Godfrey's work was now nearly ended, and his reward came. The leaders of the army, soon after the capture of the city, held a council for the purpose of deciding to whom should be given the crown of Jerusalem. No decision was arrived at; so many various opinions being expressed, and so many interests at stake. Ten of the most esteemed chiefs were then formed into an elective body, and proceeded to make careful inquiries into the fitness of those who were proposed for the kingly office. Godfrey took no part, it would seem, in either discussion or inquiry, and displayed no sort of anxiety as to his own claims. But the clergy and the mass of the soldiers were devoted to him,—endeared as he was by a thousand memories of his piety, courage, and generosity. On all hands the electors heard his praises sounded, and, to the joy of the whole army, they concluded their labors by announcing the choice to have fallen upon him. But, to the surprise of all, he declined the offered rank. "I will not wear a golden crown," said he, "in a city where my king and Saviour has been only crowned with thorns." All that his fellow-chiefs could persuade him to accept was the title of Defender and Baron of the Holy Sepulchre, though he did not deem it right to refuse the kingly authority. He soon had occasion to exert his power, for the Caliph of Cairo had by this time collected a large army, and was on his march to Jerusalem. The Crusaders, though unfitted for a fresh campaign, prepared to defend their conquest, and, at the head of his troops, Godfrey advanced toward Ascalon, where the enemy was stationed. A battle took place on the adjoining plains, in which the Moslem force was routed with terrific slaughter. The city itself would have fallen but for the covetous spirit displayed by the Count of Toulouse, who, unable to obtain a promise that the possession of the place should be given him, deserted Godfrey with all his men. A quarrel ensued between the two leaders, but was terminated through the influence of their brothers in arms,—Godfrey being ready to forgive any injury to himself for the sake of the common cause.

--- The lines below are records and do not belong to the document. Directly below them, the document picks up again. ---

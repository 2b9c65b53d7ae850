//! Custom error types for the application.
//!
//! Resolving a command never fails: unknown input takes the fallback path.
//! The only fallible operations are loading console profiles and lesson
//! catalogs from their embedded TOML sources.

use thiserror::Error;

/// Errors raised while loading console profiles and lesson catalogs.
#[derive(Debug, Clone, PartialEq, Error)]
pub enum ConfigError {
    /// TOML source could not be parsed or did not match the expected shape
    #[error("invalid configuration: {0}")]
    Parse(String),
    /// A command table key was empty
    #[error("command table contains an empty command")]
    EmptyCommand,
    /// A command table key has leading or trailing whitespace and can never match
    #[error("command {0:?} has surrounding whitespace and can never match")]
    UntrimmedCommand(String),
    /// The lesson catalog has no lessons
    #[error("lesson catalog is empty")]
    EmptyCatalog,
    /// Two lessons share the same id
    #[error("duplicate lesson id: {0}")]
    DuplicateLesson(String),
    /// A lesson lists no commands to practice
    #[error("lesson {0} has no commands")]
    EmptyLesson(String),
}

impl From<toml::de::Error> for ConfigError {
    fn from(err: toml::de::Error) -> Self {
        Self::Parse(err.message().to_string())
    }
}

#[cfg(test)]
mod tests {
    use super::*;

    #[test]
    fn test_display_messages() {
        assert_eq!(
            ConfigError::DuplicateLesson("intro".into()).to_string(),
            "duplicate lesson id: intro"
        );
        assert_eq!(
            ConfigError::UntrimmedCommand(" ls".into()).to_string(),
            "command \" ls\" has surrounding whitespace and can never match"
        );
    }
}
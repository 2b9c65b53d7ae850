//! Custom hooks for console components.
//!
//! Provides reusable stateful logic for console input handling.

use leptos::prelude::*;

/// State and operations for Tab-based autocompletion cycling.
///
/// When multiple commands match a Tab completion, repeated Tab presses
/// cycle through them. Completion covers the whole line, so the selected
/// match replaces the input as-is.
#[derive(Clone, Copy)]
pub struct TabCycleState {
    /// All matching commands available for cycling.
    pub matches: RwSignal<Vec<String>>,
    /// Current index in the matches list.
    pub index: RwSignal<usize>,
}

impl TabCycleState {
    /// Create a new Tab cycle state with empty values.
    pub fn new() -> Self {
        Self {
            matches: RwSignal::new(vec![]),
            index: RwSignal::new(0),
        }
    }

    /// Check if currently in Tab cycling mode (has matches).
    pub fn is_active(&self) -> bool {
        self.matches.with(|m| !m.is_empty())
    }

    /// Clear all Tab cycling state.
    pub fn clear(&self) {
        self.matches.set(vec![]);
        self.index.set(0);
    }

    /// Set up the cycle with new matches. Nothing is selected yet.
    pub fn start(&self, matches: Vec<String>) {
        self.matches.set(matches);
        self.index.set(usize::MAX);
    }

    /// Advance to the next match and return it.
    pub fn advance(&self) -> Option<String> {
        self.matches.with(|matches| {
            if matches.is_empty() {
                return None;
            }
            let new_idx = self.index.get().wrapping_add(1) % matches.len();
            self.index.set(new_idx);
            matches.get(new_idx).cloned()
        })
    }
}

impl Default for TabCycleState {
    fn default() -> Self {
        Self::new()
    }
}

/// State for ghost text hints shown while typing.
#[derive(Clone, Copy)]
pub struct HintState {
    /// Current hint text to display after user input.
    pub hint: RwSignal<Option<String>>,
}

impl HintState {
    /// Create a new hint state.
    pub fn new() -> Self {
        Self {
            hint: RwSignal::new(None),
        }
    }

    /// Get the current hint.
    pub fn get(&self) -> Option<String> {
        self.hint.get()
    }

    /// Set a new hint.
    pub fn set(&self, value: Option<String>) {
        self.hint.set(value);
    }

    /// Clear the hint.
    pub fn clear(&self) {
        self.hint.set(None);
    }
}

impl Default for HintState {
    fn default() -> Self {
        Self::new()
    }
}

#[cfg(test)]
mod tests {
    use super::*;

    #[test]
    fn test_tab_cycle() {
        let owner = Owner::new();
        owner.with(|| {
            let tab = TabCycleState::new();
            assert!(!tab.is_active());
            assert_eq!(tab.advance(), None);

            tab.start(vec!["cd /home".to_string(), "cd ~".to_string()]);
            assert!(tab.is_active());
            assert_eq!(tab.advance(), Some("cd /home".to_string()));
            assert_eq!(tab.advance(), Some("cd ~".to_string()));
            assert_eq!(tab.advance(), Some("cd /home".to_string()));

            tab.clear();
            assert!(!tab.is_active());
        });
    }

    #[test]
    fn test_hint_state() {
        let owner = Owner::new();
        owner.with(|| {
            let hint = HintState::new();
            assert_eq!(hint.get(), None);
            hint.set(Some("oami".to_string()));
            assert_eq!(hint.get(), Some("oami".to_string()));
            hint.clear();
            assert_eq!(hint.get(), None);
        });
    }
}
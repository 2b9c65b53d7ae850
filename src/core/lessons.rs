//! Shell Chamber lesson catalog and progress tracking.

use std::collections::HashSet;

use serde::Deserialize;

use crate::core::error::ConfigError;
use crate::models::Lesson;
use crate::utils::format::format_position;

// ============================================================================
// LessonCatalog
// ============================================================================

/// Ordered, non-empty list of lessons with unique ids.
#[derive(Clone, Debug, PartialEq, Eq)]
pub struct LessonCatalog {
    lessons: Vec<Lesson>,
}

#[derive(Deserialize)]
#[serde(deny_unknown_fields)]
struct CatalogDoc {
    #[serde(default)]
    lessons: Vec<Lesson>,
}

impl LessonCatalog {
    pub fn new(lessons: Vec<Lesson>) -> Result<Self, ConfigError> {
        if lessons.is_empty() {
            return Err(ConfigError::EmptyCatalog);
        }
        let mut seen = HashSet::new();
        for lesson in &lessons {
            if !seen.insert(lesson.id.as_str()) {
                return Err(ConfigError::DuplicateLesson(lesson.id.clone()));
            }
            if lesson.commands.is_empty() {
                return Err(ConfigError::EmptyLesson(lesson.id.clone()));
            }
        }
        Ok(Self { lessons })
    }

    /// Parse a catalog from TOML (`[[lessons]]` array of tables).
    pub fn from_toml(source: &str) -> Result<Self, ConfigError> {
        let doc: CatalogDoc = toml::from_str(source)?;
        Self::new(doc.lessons)
    }

    pub fn get(&self, index: usize) -> Option<&Lesson> {
        self.lessons.get(index)
    }

    pub fn lessons(&self) -> &[Lesson] {
        &self.lessons
    }

    pub fn len(&self) -> usize {
        self.lessons.len()
    }

    pub fn is_empty(&self) -> bool {
        self.lessons.is_empty()
    }
}

// ============================================================================
// LessonProgress
// ============================================================================

/// Position within a catalog of `total` lessons.
///
/// Navigation clamps at both ends, mirroring disabled Previous/Next buttons.
#[derive(Clone, Copy, Debug, PartialEq, Eq)]
pub struct LessonProgress {
    current: usize,
    total: usize,
}

impl LessonProgress {
    pub fn new(total: usize) -> Self {
        Self { current: 0, total }
    }

    pub fn current(&self) -> usize {
        self.current
    }

    pub fn total(&self) -> usize {
        self.total
    }

    pub fn is_first(&self) -> bool {
        self.current == 0
    }

    pub fn is_last(&self) -> bool {
        self.current + 1 >= self.total
    }

    pub fn next(&mut self) {
        if !self.is_last() {
            self.current += 1;
        }
    }

    pub fn previous(&mut self) {
        self.current = self.current.saturating_sub(1);
    }

    /// "n / total" label for the progress header.
    pub fn position_label(&self) -> String {
        format_position(self.current, self.total)
    }

    /// Share of the catalog reached, counting the current lesson.
    pub fn fraction(&self) -> f64 {
        if self.total == 0 {
            return 0.0;
        }
        (self.current + 1) as f64 / self.total as f64
    }
}

// ============================================================================
// Tests
// ============================================================================

#[cfg(test)]
mod tests {
    use super::*;
    use crate::config::LESSON_CATALOG;

    fn lesson(id: &str, commands: &[&str]) -> Lesson {
        Lesson {
            id: id.to_string(),
            title: id.to_string(),
            description: String::new(),
            commands: commands.iter().map(|s| s.to_string()).collect(),
            explanation: String::new(),
            philosophy: String::new(),
        }
    }

    #[test]
    fn test_embedded_catalog() {
        let catalog = LessonCatalog::from_toml(LESSON_CATALOG).unwrap();
        assert_eq!(catalog.len(), 3);
        let ids: Vec<&str> = catalog.lessons().iter().map(|l| l.id.as_str()).collect();
        assert_eq!(ids, vec!["introduction", "navigation", "file-operations"]);
        assert_eq!(
            catalog.get(1).map(|l| l.commands.len()),
            Some(4)
        );
        assert!(catalog.get(3).is_none());
    }

    #[test]
    fn test_embedded_lessons_are_in_chamber_table() {
        let catalog = LessonCatalog::from_toml(LESSON_CATALOG).unwrap();
        let config =
            crate::core::ConsoleConfig::from_toml(crate::config::SHELL_CHAMBER_PROFILE).unwrap();
        for lesson in catalog.lessons() {
            for cmd in &lesson.commands {
                assert!(config.table.get(cmd).is_some(), "missing {}", cmd);
            }
        }
    }

    #[test]
    fn test_rejects_empty_catalog() {
        assert_eq!(LessonCatalog::new(vec![]), Err(ConfigError::EmptyCatalog));
        assert_eq!(LessonCatalog::from_toml(""), Err(ConfigError::EmptyCatalog));
    }

    #[test]
    fn test_rejects_duplicate_ids() {
        let result = LessonCatalog::new(vec![lesson("a", &["ls"]), lesson("a", &["pwd"])]);
        assert_eq!(result, Err(ConfigError::DuplicateLesson("a".to_string())));
    }

    #[test]
    fn test_rejects_lesson_without_commands() {
        let result = LessonCatalog::new(vec![lesson("a", &["ls"]), lesson("b", &[])]);
        assert_eq!(result, Err(ConfigError::EmptyLesson("b".to_string())));
    }

    #[test]
    fn test_rejects_malformed_toml() {
        let result = LessonCatalog::from_toml("[[lessons]]\nid = 3");
        assert!(matches!(result, Err(ConfigError::Parse(_))));
    }

    #[test]
    fn test_progress_navigation() {
        let mut progress = LessonProgress::new(3);
        assert!(progress.is_first());
        assert_eq!(progress.position_label(), "1 / 3");

        progress.previous();
        assert_eq!(progress.current(), 0);

        progress.next();
        progress.next();
        assert!(progress.is_last());
        assert_eq!(progress.position_label(), "3 / 3");

        progress.next();
        assert_eq!(progress.current(), 2);
        assert_eq!(progress.fraction(), 1.0);

        progress.previous();
        assert_eq!(progress.current(), 1);
        assert!(!progress.is_first() && !progress.is_last());
    }

    #[test]
    fn test_progress_fraction() {
        let progress = LessonProgress::new(4);
        assert_eq!(progress.fraction(), 0.25);
        assert_eq!(LessonProgress::new(0).fraction(), 0.0);
    }
}
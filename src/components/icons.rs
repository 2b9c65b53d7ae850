//! Centralized icon definitions.
//!
//! Maps semantic icon names to Lucide icons so views never name a glyph
//! directly.

use icondata::Icon;

pub const TERMINAL: Icon = icondata::LuTerminal;
pub const CHECK: Icon = icondata::LuCheck;
pub const PHILOSOPHY: Icon = icondata::LuBookOpen;
pub const PREVIOUS: Icon = icondata::LuChevronLeft;
pub const NEXT: Icon = icondata::LuChevronRight;
pub const RESTART: Icon = icondata::LuRotateCcw;
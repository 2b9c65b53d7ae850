//! Transcript data types for console rendering.

/// Kind of a transcript line.
#[derive(Clone, Copy, Debug, PartialEq, Eq)]
pub enum EntryKind {
    /// A command entered at the prompt (rendered with `$ `)
    Command,
    /// Output produced by a command
    Output,
}

/// Represents a single line of the console transcript.
#[derive(Clone, Debug)]
pub struct TranscriptEntry {
    /// Session-unique ID for efficient keying in For loops
    pub id: u64,
    pub kind: EntryKind,
    pub text: String,
}

impl TranscriptEntry {
    pub fn command(id: u64, text: impl Into<String>) -> Self {
        Self {
            id,
            kind: EntryKind::Command,
            text: text.into(),
        }
    }

    pub fn output(id: u64, text: impl Into<String>) -> Self {
        Self {
            id,
            kind: EntryKind::Output,
            text: text.into(),
        }
    }

    pub fn is_command(&self) -> bool {
        self.kind == EntryKind::Command
    }
}

impl PartialEq for TranscriptEntry {
    fn eq(&self, other: &Self) -> bool {
        // Only compare content, not ID
        self.kind == other.kind && self.text == other.text
    }
}

#[cfg(test)]
mod tests {
    use super::*;

    #[test]
    fn test_entry_constructors() {
        let cmd = TranscriptEntry::command(0, "whoami");
        assert_eq!(cmd.kind, EntryKind::Command);
        assert_eq!(cmd.text, "whoami");
        assert!(cmd.is_command());

        let out = TranscriptEntry::output(1, "user");
        assert_eq!(out.kind, EntryKind::Output);
        assert!(!out.is_command());
    }

    #[test]
    fn test_equality_ignores_id() {
        let a = TranscriptEntry::output(3, "hello");
        let b = TranscriptEntry::output(9, "hello");
        assert_eq!(a, b);
        assert_ne!(a, TranscriptEntry::command(3, "hello"));
    }
}
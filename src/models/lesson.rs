//! Lesson definitions for the Shell Chamber.

use serde::Deserialize;

/// A single guided lesson: a short explanation plus commands to practice.
#[derive(Clone, Debug, PartialEq, Eq, Deserialize)]
pub struct Lesson {
    /// Stable identifier (e.g. "navigation").
    pub id: String,
    pub title: String,
    pub description: String,
    /// Commands to practice, in suggested order.
    pub commands: Vec<String>,
    pub explanation: String,
    pub philosophy: String,
}

impl Lesson {
    /// Returns true once every practice command has been submitted.
    pub fn is_complete<F>(&self, is_done: F) -> bool
    where
        F: Fn(&str) -> bool,
    {
        self.commands.iter().all(|c| is_done(c))
    }

    /// Number of practice commands already submitted.
    pub fn completed_count<F>(&self, is_done: F) -> usize
    where
        F: Fn(&str) -> bool,
    {
        self.commands.iter().filter(|c| is_done(c)).count()
    }
}

#[cfg(test)]
mod tests {
    use super::*;

    fn lesson() -> Lesson {
        Lesson {
            id: "intro".to_string(),
            title: "Intro".to_string(),
            description: String::new(),
            commands: vec!["whoami".to_string(), "pwd".to_string()],
            explanation: String::new(),
            philosophy: String::new(),
        }
    }

    #[test]
    fn test_completion_tracking() {
        let lesson = lesson();
        assert!(!lesson.is_complete(|_| false));
        assert_eq!(lesson.completed_count(|c| c == "pwd"), 1);
        assert!(lesson.is_complete(|c| c == "pwd" || c == "whoami"));
    }
}
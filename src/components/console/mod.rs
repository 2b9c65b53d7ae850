mod console;
mod hooks;
mod input;
mod output;

pub use console::Console;
pub use input::Input;
pub use output::Entry;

The Crusade was now completed, but Godfrey's duties as king were yet to commence. He set about fulfilling them with activity, fortifying various important positions, subduing revolts of hostile tribes, dividing the conquered territories equally among his generals, according to the feudal system, and summoning an Assize, or Assembly of his wisest councillors to draw up a code of laws. This code, which long remained in operation, amply testified to the legislative wisdom of the Crusaders. But the new state was not long favored with his presence to enforce and exemplify its constitution. In returning from a successful expedition against some Arabs of Galilee, he was met by the Emir of Caesarea, who offered him a present of fruits. Godfrey tasted a cedar apple, and immediately was seized with illness. He died, not without suspicion of poison having been thus administered, shortly after reaching Jerusalem, commending to his comrades the care of the holy places, and the state which he had founded. His age scarcely exceeded forty years.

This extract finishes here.